Proceedings of International Conference on Hybrid and Organic Photovoltaics (HOPV22)
DOI: https://doi.org/10.29363/nanoge.hopv.2022.147
Publication date: 20th April 2022
Thermal evaporation is a promising deposition technique to scale up perovskite solar cells (PSCs) to large areas, but the lack of understanding of mechanisms that lead to high quality, thermally evaporated methylammonium lead triiodide (MAPbI3) films give rise to devices with lower efficiencies than those obtained by spin coating. This work investigates the crystalline properties of MAPbI3 deposited by thermal coevaporation of PbI2 and MAI, where the MAI deposition rate is controlled by setting different temperatures for the MAI source with a constant PbI2 deposition rate.
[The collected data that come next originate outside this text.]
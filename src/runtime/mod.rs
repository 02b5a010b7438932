mod context;

pub use context::{ExecutionContext, INPUT_KEY};
use std::sync::Arc;

use async_trait::async_trait;
use serde::Deserialize;
use serde_json::{Map, Value, json};
use tracing::{info, warn};

use crate::{
    DagflowError, Result,
    model::NodeType,
    runtime::ExecutionContext,
    services::{KnowledgeService, RetrievalQuery, RetrievedChunk},
    workflow::template::Resolver,
};

use super::{NodeConfig, NodeExecutor};

const CHUNK_SEPARATOR: &str = "\n\n---\n\n";

#[derive(Debug, Clone, Deserialize)]
struct KnowledgeConfig {
    #[serde(alias = "kb_uuid", alias = "kbUuid", alias = "knowledgeBase")]
    knowledge_base: String,
    query: String,
    #[serde(default = "default_top_k", alias = "topK")]
    top_k: usize,
    #[serde(default = "default_threshold", alias = "similarityThreshold")]
    similarity_threshold: f64,
}

fn default_top_k() -> usize {
    5
}

fn default_threshold() -> f64 {
    0.7
}

impl NodeConfig for KnowledgeConfig {
    fn schema() -> Value {
        json!({
            "type": "object",
            "required": ["query"],
            "anyOf": [
                { "required": ["knowledge_base"] },
                { "required": ["knowledgeBase"] },
                { "required": ["kb_uuid"] },
                { "required": ["kbUuid"] }
            ],
            "properties": {
                "knowledge_base": { "type": "string", "minLength": 1 },
                "kb_uuid": { "type": "string", "minLength": 1 },
                "query": { "type": "string", "minLength": 1 },
                "top_k": { "type": "integer", "minimum": 1 },
                "similarity_threshold": { "type": "number", "minimum": 0, "maximum": 1 }
            }
        })
    }
}

/// Retrieves relevant chunks from a knowledge base through [`KnowledgeService`].
pub struct KnowledgeExecutor {
    knowledge: Option<Arc<dyn KnowledgeService>>,
}

impl KnowledgeExecutor {
    pub fn new(knowledge: Option<Arc<dyn KnowledgeService>>) -> Self {
        Self {
            knowledge,
        }
    }
}

/// Keep chunks at or above the threshold, best first, at most `top_k`.
fn rank(
    mut chunks: Vec<RetrievedChunk>,
    threshold: f64,
    top_k: usize,
) -> Vec<RetrievedChunk> {
    chunks.retain(|c| c.similarity >= threshold);
    chunks.sort_by(|a, b| b.similarity.total_cmp(&a.similarity));
    chunks.truncate(top_k);
    chunks
}

fn combine(chunks: &[RetrievedChunk]) -> String {
    chunks
        .iter()
        .map(|c| match &c.document_title {
            Some(title) => format!("[source: {}]\n{}", title, c.content),
            None => c.content.clone(),
        })
        .collect::<Vec<_>>()
        .join(CHUNK_SEPARATOR)
}

#[async_trait]
impl NodeExecutor for KnowledgeExecutor {
    fn node_type(&self) -> NodeType {
        NodeType::Knowledge
    }

    async fn execute(
        &self,
        data: &Value,
        ctx: &ExecutionContext,
        resolver: &Resolver,
    ) -> Result<Value> {
        let config = KnowledgeConfig::parse(data)?;
        let knowledge = self.knowledge.as_ref().ok_or_else(|| DagflowError::Service("knowledge node needs a retrieval service".to_string()))?;

        let query = resolver.resolve(&config.query, ctx)?;
        let knowledge_base = resolver.resolve(&config.knowledge_base, ctx)?;
        let chunks = knowledge
            .retrieve(RetrievalQuery {
                knowledge_base: knowledge_base.clone(),
                query: query.clone(),
                top_k: config.top_k,
                similarity_threshold: config.similarity_threshold,
            })
            .await?;

        let results = rank(chunks, config.similarity_threshold, config.top_k);
        if results.is_empty() {
            warn!(knowledge_base = %knowledge_base, "no chunk passed the similarity threshold");
        }
        info!(knowledge_base = %knowledge_base, total = results.len(), "knowledge retrieval completed");

        let mut output = Map::new();
        output.insert("results".to_string(), serde_json::to_value(&results)?);
        output.insert("total".to_string(), json!(results.len()));
        output.insert("knowledge_base".to_string(), json!(knowledge_base));
        output.insert("query".to_string(), json!(query));
        if let Some(top) = results.first() {
            output.insert("top_result".to_string(), serde_json::to_value(top)?);
            output.insert("top_content".to_string(), json!(top.content));
            output.insert("top_similarity".to_string(), json!(top.similarity));
            output.insert("combined_content".to_string(), json!(combine(&results)));
        }
        Ok(Value::Object(output))
    }
}

#[cfg(test)]
mod tests {
    use super::*;

    struct FixedKnowledge;

    fn chunk(
        id: &str,
        similarity: f64,
        title: Option<&str>,
    ) -> RetrievedChunk {
        RetrievedChunk {
            chunk_id: id.to_string(),
            content: format!("content of {}", id),
            similarity,
            document_title: title.map(str::to_string),
            document_id: None,
        }
    }

    #[async_trait]
    impl KnowledgeService for FixedKnowledge {
        async fn retrieve(
            &self,
            query: RetrievalQuery,
        ) -> Result<Vec<RetrievedChunk>> {
            assert_eq!(query.knowledge_base, "kb-1");
            Ok(vec![chunk("low", 0.3, None), chunk("mid", 0.75, None), chunk("best", 0.95, Some("Guide")), chunk("good", 0.8, None)])
        }
    }

    fn executor() -> KnowledgeExecutor {
        KnowledgeExecutor::new(Some(Arc::new(FixedKnowledge)))
    }

    #[tokio::test]
    async fn test_results_filtered_sorted_truncated() {
        let ctx = ExecutionContext::new(json!({"q": "install", "kb": "kb-1"}));
        let data = json!({"kb_uuid": "{input.kb}", "query": "how to {input.q}", "top_k": 2});
        let out = executor().execute(&data, &ctx, &Resolver::default()).await.unwrap();

        assert_eq!(out["total"], json!(2));
        assert_eq!(out["results"][0]["chunk_id"], json!("best"));
        assert_eq!(out["results"][1]["chunk_id"], json!("good"));
        assert_eq!(out["query"], json!("how to install"));
        assert_eq!(out["knowledge_base"], json!("kb-1"));
        assert_eq!(out["top_similarity"], json!(0.95));
        assert_eq!(out["top_content"], json!("content of best"));
        assert_eq!(out["combined_content"], json!("[source: Guide]\ncontent of best\n\n---\n\ncontent of good"));
    }

    #[tokio::test]
    async fn test_nothing_above_threshold() {
        let data = json!({"knowledge_base": "kb-1", "query": "x", "similarity_threshold": 0.99});
        let out = executor().execute(&data, &ExecutionContext::default(), &Resolver::default()).await.unwrap();
        assert_eq!(out["total"], json!(0));
        assert_eq!(out["results"], json!([]));
        assert!(out.get("top_result").is_none());
    }

    #[tokio::test]
    async fn test_without_service_fails() {
        let data = json!({"knowledge_base": "kb-1", "query": "x"});
        let err = KnowledgeExecutor::new(None).execute(&data, &ExecutionContext::default(), &Resolver::default()).await.unwrap_err();
        assert!(matches!(err, DagflowError::Service(_)));
    }

    #[tokio::test]
    async fn test_missing_knowledge_base_is_config_error() {
        let err = executor().execute(&json!({"query": "x"}), &ExecutionContext::default(), &Resolver::default()).await.unwrap_err();
        assert!(matches!(err, DagflowError::Node(_)));
    }
}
Using grazing incident wide-angle X-ray scattering (GIWAXS) and X-ray diffraction (XRD) we identify the formation of a secondary phase – identified as orthorhombic MAPbI3 at MAI source temperatures below 155 °C. We find that the formation of this phase is limiting for the performance of PSCs and that the secondary phase formation can be suppressed using MAI source temperatures above 155 °C, which brings the film towards a pure tetragonal phase. Conversely, evaporating MAI at high temperatures results in films with low crystallinity. We show that forming the orthorhombic phase is possible by controlling the temperature we use during the evaporation process and that this phase is detrimental to solar cell performance in MAPbI3 perovskites. Control of the phases during perovskite evaporation is therefore crucial to obtain high-performance solar cells.